For many children, however, May can be a difficult month to navigate. Those in the child welfare system may not be able to celebrate Mother’s Day with their families of origin. When school ends, they may find themselves without safe homes in which to spend their summer days. For those graduating and aging out of the system, they may face the prospect of not being connected with caring families and receiving minimal social support. Canopy Children Solutions (Canopy) hopes to raise awareness and garner support for foster children and youth by participating in National Foster Care Month this May.
In the state of Mississippi alone, there are over 5,000 children in the foster care system. Some are waiting for reunification with their families of origin, some are waiting for adoption and others are waiting to see what happens next. Regardless of circumstance, however, they all deserve loving, secure homes. At Canopy, it is our mission to seek out and develop these homes for the children we serve in as individualized and compassionate manner as possible.
“We have a moral obligation,” says Elliott Brown, Therapeutic Foster Care (TFC) Program Supervisor for Canopy. “These kids may not have a voice…They often need somebody to advocate for them, and it’s the responsibility of all of us. As a society, we’re ultimately responsible for providing adequate resources to care for our children and youth.”
Children in the welfare system have faced crises, abuse, neglect or even exploitation – traumas that may leave them feeling insecure, confused and scared. They often require reassurance from resource parents who are willing to provide a temporary safe haven where they can heal, grow and ultimately thrive.
Canopy’s TFC solution provides specialized care for foster children who have emotional, medical and/or developmental needs. It is designed to support both children and resource parents utilizing therapy, frequent check-ins, 24/7 support and ongoing training. The ultimate goal of TFC is to minimize institutional care while providing a pathway for reunification with families, adoption or independent living.

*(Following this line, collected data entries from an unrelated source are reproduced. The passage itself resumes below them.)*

//! SupabaseBackend tests against an in-process fake project server
//!
//! The fake server records every request and answers the way the hosted
//! REST and storage APIs do, so these tests check the exact wire traffic.

use axum::{
    body::Bytes,
    extract::State,
    http::{HeaderMap, Method, StatusCode, Uri},
    response::{IntoResponse, Response},
    Json, Router,
};
use serde_json::{json, Value};
use songdrop_ui::backend::{
    AuthProvider, BackendError, NewSongRow, ObjectStore, ProgressFn, RowStore,
    SignedUploadTarget, SongUrlPatch, SupabaseBackend,
};
use songdrop_ui::form::FileSelection;
use std::sync::{Arc, Mutex};
use std::time::Duration;

#[derive(Debug, Clone)]
struct Recorded {
    method: Method,
    path: String,
    query: Option<String>,
    headers: HeaderMap,
    body: Bytes,
}

impl Recorded {
    fn header(&self, name: &str) -> Option<&str> {
        self.headers.get(name).and_then(|v| v.to_str().ok())
    }

    fn json(&self) -> Value {
        serde_json::from_slice(&self.body).expect("Request body should be JSON")
    }
}

#[derive(Clone, Default)]
struct FakeProject {
    requests: Arc<Mutex<Vec<Recorded>>>,
    /// Respond to every request with this status instead
    fail_with: Option<StatusCode>,
    /// Hold requests with this method before answering
    delay: Option<(Method, Duration)>,
}

async fn handle(
    State(project): State<FakeProject>,
    method: Method,
    uri: Uri,
    headers: HeaderMap,
    body: Bytes,
) -> Response {
    let path = uri.path().to_string();
    project.requests.lock().unwrap().push(Recorded {
        method: method.clone(),
        path: path.clone(),
        query: uri.query().map(str::to_string),
        headers,
        body: body.clone(),
    });

    if let Some((slow_method, delay)) = &project.delay {
        if *slow_method == method {
            tokio::time::sleep(*delay).await;
        }
    }

    if let Some(status) = project.fail_with {
        return (status, r#"{"message":"permission denied for table songs"}"#).into_response();
    }

    match (method, path.as_str()) {
        (Method::POST, "/rest/v1/songs") => {
            let mut row: Value = serde_json::from_slice(&body).unwrap_or_default();
            row["id"] = json!(42);
            (StatusCode::CREATED, Json(json!([row]))).into_response()
        }
        (Method::PATCH, "/rest/v1/songs") => StatusCode::NO_CONTENT.into_response(),
        (Method::POST, p) if p.starts_with("/storage/v1/object/upload/sign/") => {
            let object = p.trim_start_matches("/storage/v1/object/upload/sign/");
            Json(json!({
                "url": format!("/object/upload/sign/{}?token=signed-token", object)
            }))
            .into_response()
        }
        (Method::PUT, p) if p.starts_with("/storage/v1/object/upload/sign/") => {
            Json(json!({"Key": p})).into_response()
        }
        _ => StatusCode::NOT_FOUND.into_response(),
    }
}

/// Start the fake project on an ephemeral port and return its base URL
async fn start_fake(project: FakeProject) -> String {
    let app = Router::new().fallback(handle).with_state(project);
    let listener = tokio::net::TcpListener::bind("127.0.0.1:0")
        .await
        .expect("Should bind ephemeral port");
    let addr = listener.local_addr().unwrap();
    tokio::spawn(async move {
        axum::serve(listener, app).await.unwrap();
    });
    format!("http://{}", addr)
}

fn client(base_url: &str) -> SupabaseBackend {
    client_with_timeout(base_url, Duration::from_secs(5))
}

fn client_with_timeout(base_url: &str, timeout: Duration) -> SupabaseBackend {
    SupabaseBackend::new(base_url, "anon-key", timeout).unwrap()
}

fn recording_progress() -> (Arc<Mutex<Vec<u8>>>, ProgressFn) {
    let seen = Arc::new(Mutex::new(Vec::new()));
    let sink = seen.clone();
    (seen, Arc::new(move |pct| sink.lock().unwrap().push(pct)))
}

fn new_row() -> NewSongRow {
    NewSongRow {
        title: "Night Drive".to_string(),
        album: "Single".to_string(),
        artist: "Kay".to_string(),
        genres: vec!["synthwave".to_string()],
    }
}

#[tokio::test]
async fn test_insert_posts_row_and_returns_representation() {
    let project = FakeProject::default();
    let backend = client(&start_fake(project.clone()).await);

    let row = backend.insert("songs", &new_row()).await.unwrap();

    assert_eq!(row.id, 42);
    assert_eq!(row.title, "Night Drive");
    assert_eq!(row.genres, vec!["synthwave".to_string()]);

    let requests = project.requests.lock().unwrap();
    let request = &requests[0];
    assert_eq!(request.method, Method::POST);
    assert_eq!(request.path, "/rest/v1/songs");
    assert_eq!(request.header("prefer"), Some("return=representation"));
    assert_eq!(request.header("apikey"), Some("anon-key"));
    assert_eq!(request.header("authorization"), Some("Bearer anon-key"));
    assert_eq!(
        request.json(),
        json!({
            "title": "Night Drive",
            "album": "Single",
            "artist": "Kay",
            "genres": ["synthwave"],
        })
    );
}

#[tokio::test]
async fn test_session_token_used_as_bearer() {
    let project = FakeProject::default();
    let backend = client(&start_fake(project.clone()).await);
    backend.set_access_token(Some("user-jwt".to_string())).await;

    backend.insert("songs", &new_row()).await.unwrap();

    let requests = project.requests.lock().unwrap();
    assert_eq!(requests[0].header("authorization"), Some("Bearer user-jwt"));
    assert_eq!(requests[0].header("apikey"), Some("anon-key"));
}

#[tokio::test]
async fn test_update_filters_by_id() {
    let project = FakeProject::default();
    let backend = client(&start_fake(project.clone()).await);

    let patch = SongUrlPatch {
        song_url: Some("https://x/songs/a.mp3".to_string()),
        cover_url: None,
    };
    backend.update("songs", &patch, 42).await.unwrap();

    let requests = project.requests.lock().unwrap();
    let request = &requests[0];
    assert_eq!(request.method, Method::PATCH);
    assert_eq!(request.path, "/rest/v1/songs");
    assert_eq!(request.query.as_deref(), Some("id=eq.42"));
    assert_eq!(request.json(), json!({"song_url": "https://x/songs/a.mp3"}));
}

#[tokio::test]
async fn test_signed_upload_target_resolves_relative_url() {
    let project = FakeProject::default();
    let base = start_fake(project.clone()).await;
    let backend = client(&base);

    let target = backend
        .create_signed_upload_target("covers", "night-drive-kay-42.png")
        .await
        .unwrap();

    assert_eq!(target.bucket, "covers");
    assert_eq!(target.path, "night-drive-kay-42.png");
    assert_eq!(
        target.url,
        format!(
            "{}/storage/v1/object/upload/sign/covers/night-drive-kay-42.png?token=signed-token",
            base
        )
    );
    assert_eq!(target.token.as_deref(), Some("signed-token"));

    let requests = project.requests.lock().unwrap();
    assert_eq!(requests[0].method, Method::POST);
    assert_eq!(
        requests[0].path,
        "/storage/v1/object/upload/sign/covers/night-drive-kay-42.png"
    );
}

#[tokio::test]
async fn test_upload_puts_bytes_and_reports_progress() {
    let project = FakeProject::default();
    let backend = client(&start_fake(project.clone()).await);

    let target = backend
        .create_signed_upload_target("songs", "night-drive-kay-42.mp3")
        .await
        .unwrap();

    let (seen, progress) = recording_progress();

    let data = vec![9u8; 200 * 1024];
    let file = FileSelection::new("night.mp3", "audio/mpeg", data.clone());
    backend.upload(&target, &file, progress).await.unwrap();

    let requests = project.requests.lock().unwrap();
    let put = requests
        .iter()
        .find(|r| r.method == Method::PUT)
        .expect("Upload request should be recorded");
    assert_eq!(put.path, "/storage/v1/object/upload/sign/songs/night-drive-kay-42.mp3");
    assert_eq!(put.query.as_deref(), Some("token=signed-token"));
    assert_eq!(put.header("content-type"), Some("audio/mpeg"));
    assert_eq!(put.header("x-upsert"), Some("false"));
    assert_eq!(put.body.as_ref(), data.as_slice());

    let seen = seen.lock().unwrap();
    assert_eq!(seen.first(), Some(&0));
    assert_eq!(seen.last(), Some(&100));
    assert!(seen.windows(2).all(|w| w[0] <= w[1]));
}

#[tokio::test]
async fn test_upload_may_outlast_request_timeout() {
    let project = FakeProject {
        delay: Some((Method::PUT, Duration::from_millis(1500))),
        ..FakeProject::default()
    };
    let backend = client_with_timeout(&start_fake(project.clone()).await, Duration::from_secs(1));

    let target = backend
        .create_signed_upload_target("songs", "slow-link-42.mp3")
        .await
        .unwrap();
    let (seen, progress) = recording_progress();
    let file = FileSelection::new("slow.mp3", "audio/mpeg", vec![3u8; 1024]);

    backend.upload(&target, &file, progress).await.unwrap();

    assert_eq!(seen.lock().unwrap().last(), Some(&100));
}

#[tokio::test]
async fn test_row_calls_bounded_by_request_timeout() {
    let project = FakeProject {
        delay: Some((Method::POST, Duration::from_millis(1500))),
        ..FakeProject::default()
    };
    let backend = client_with_timeout(&start_fake(project).await, Duration::from_secs(1));

    let err = backend.insert("songs", &new_row()).await.unwrap_err();

    assert!(matches!(err, BackendError::Network(_)));
}

#[tokio::test]
async fn test_rejected_upload_never_reports_complete() {
    let project = FakeProject {
        fail_with: Some(StatusCode::FORBIDDEN),
        ..FakeProject::default()
    };
    let base = start_fake(project).await;
    let backend = client(&base);
    let target = SignedUploadTarget {
        bucket: "songs".to_string(),
        path: "night-drive-kay-42.mp3".to_string(),
        url: format!(
            "{}/storage/v1/object/upload/sign/songs/night-drive-kay-42.mp3?token=t",
            base
        ),
        token: Some("t".to_string()),
    };
    let (seen, progress) = recording_progress();
    let file = FileSelection::new("night.mp3", "audio/mpeg", vec![5u8; 200 * 1024]);

    let err = backend.upload(&target, &file, progress).await.unwrap_err();

    assert!(matches!(err, BackendError::Api { status: 403, .. }));
    let seen = seen.lock().unwrap();
    assert!(!seen.is_empty());
    assert!(seen.iter().all(|pct| *pct < 100));
}

#[tokio::test]
async fn test_error_status_maps_to_api_error() {
    let project = FakeProject {
        fail_with: Some(StatusCode::FORBIDDEN),
        ..FakeProject::default()
    };
    let backend = client(&start_fake(project).await);

    let err = backend.insert("songs", &new_row()).await.unwrap_err();

    match err {
        BackendError::Api { status, message } => {
            assert_eq!(status, 403);
            assert!(message.contains("permission denied"));
        }
        other => panic!("expected API error, got {other:?}"),
    }
}

#[tokio::test]
async fn test_unreachable_backend_is_network_error() {
    // Bind then drop to get a port nothing listens on
    let listener = std::net::TcpListener::bind("127.0.0.1:0").unwrap();
    let addr = listener.local_addr().unwrap();
    drop(listener);
    let backend = client(&format!("http://{}", addr));

    let err = backend
        .update("songs", &SongUrlPatch::default(), 1)
        .await
        .unwrap_err();

    assert!(matches!(err, BackendError::Network(_)));
}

Brown states, “It [TFC] involves quite a bit of planning, a lot of hands-on work and a little improv.” He adds, “The advantage we have here at Canopy, is that we can collaborate between various solutions in order to provide the best care for our kids.”
TFC resource parents are offered continuous access to Canopy’s services to assist them in caring for their foster children. With solutions including MYPAC (Mississippi Youth Programs Around the Clock), Wraparound, Behavioral Health Clinics and CARES Schools, Canopy provides comprehensive support to individuals and families who selflessly choose to open their hearts and homes to children in need.
Although the foster children we serve largely benefit from our support in the short run, we will undoubtedly be the ultimate beneficiaries in the long run. “As a society, if we don’t do the things we need to do to address the problems associated with foster care, this will represent lost potential. These children are our future,” Brown says. “Imagine if children who had endured abuse or neglect had the right support in order to get the education or resources they needed. Who knows what they would be capable of? They could come up with an invention or an idea…or could serve society in a helpful and meaningful way.”
Canopy recognizes the urgent need to provide secure, loving homes to children in need. We also hope to use National Foster Care Month to publicly shine a light on this challenge. Fostering presents opportunities to help those who cannot help themselves through compassion, generosity and selflessness. While the challenges are great, the impacts and rewards of fostering are even greater.
For those interested in transforming the lives of children in need by providing desperately-needed love and stability, Canopy will guide and support you through the necessary steps, paperwork and training. For those unable to open their homes, Canopy encourages you to support other resource parents by volunteering (e.g., cooking a meal). In addition, you can utilize your voice to advocate for foster children. Whether you are casually talking with a friend, speaking to a community group, or touching base with your local representative, simply making others aware of the resource-related challenges that foster children face can be a huge help.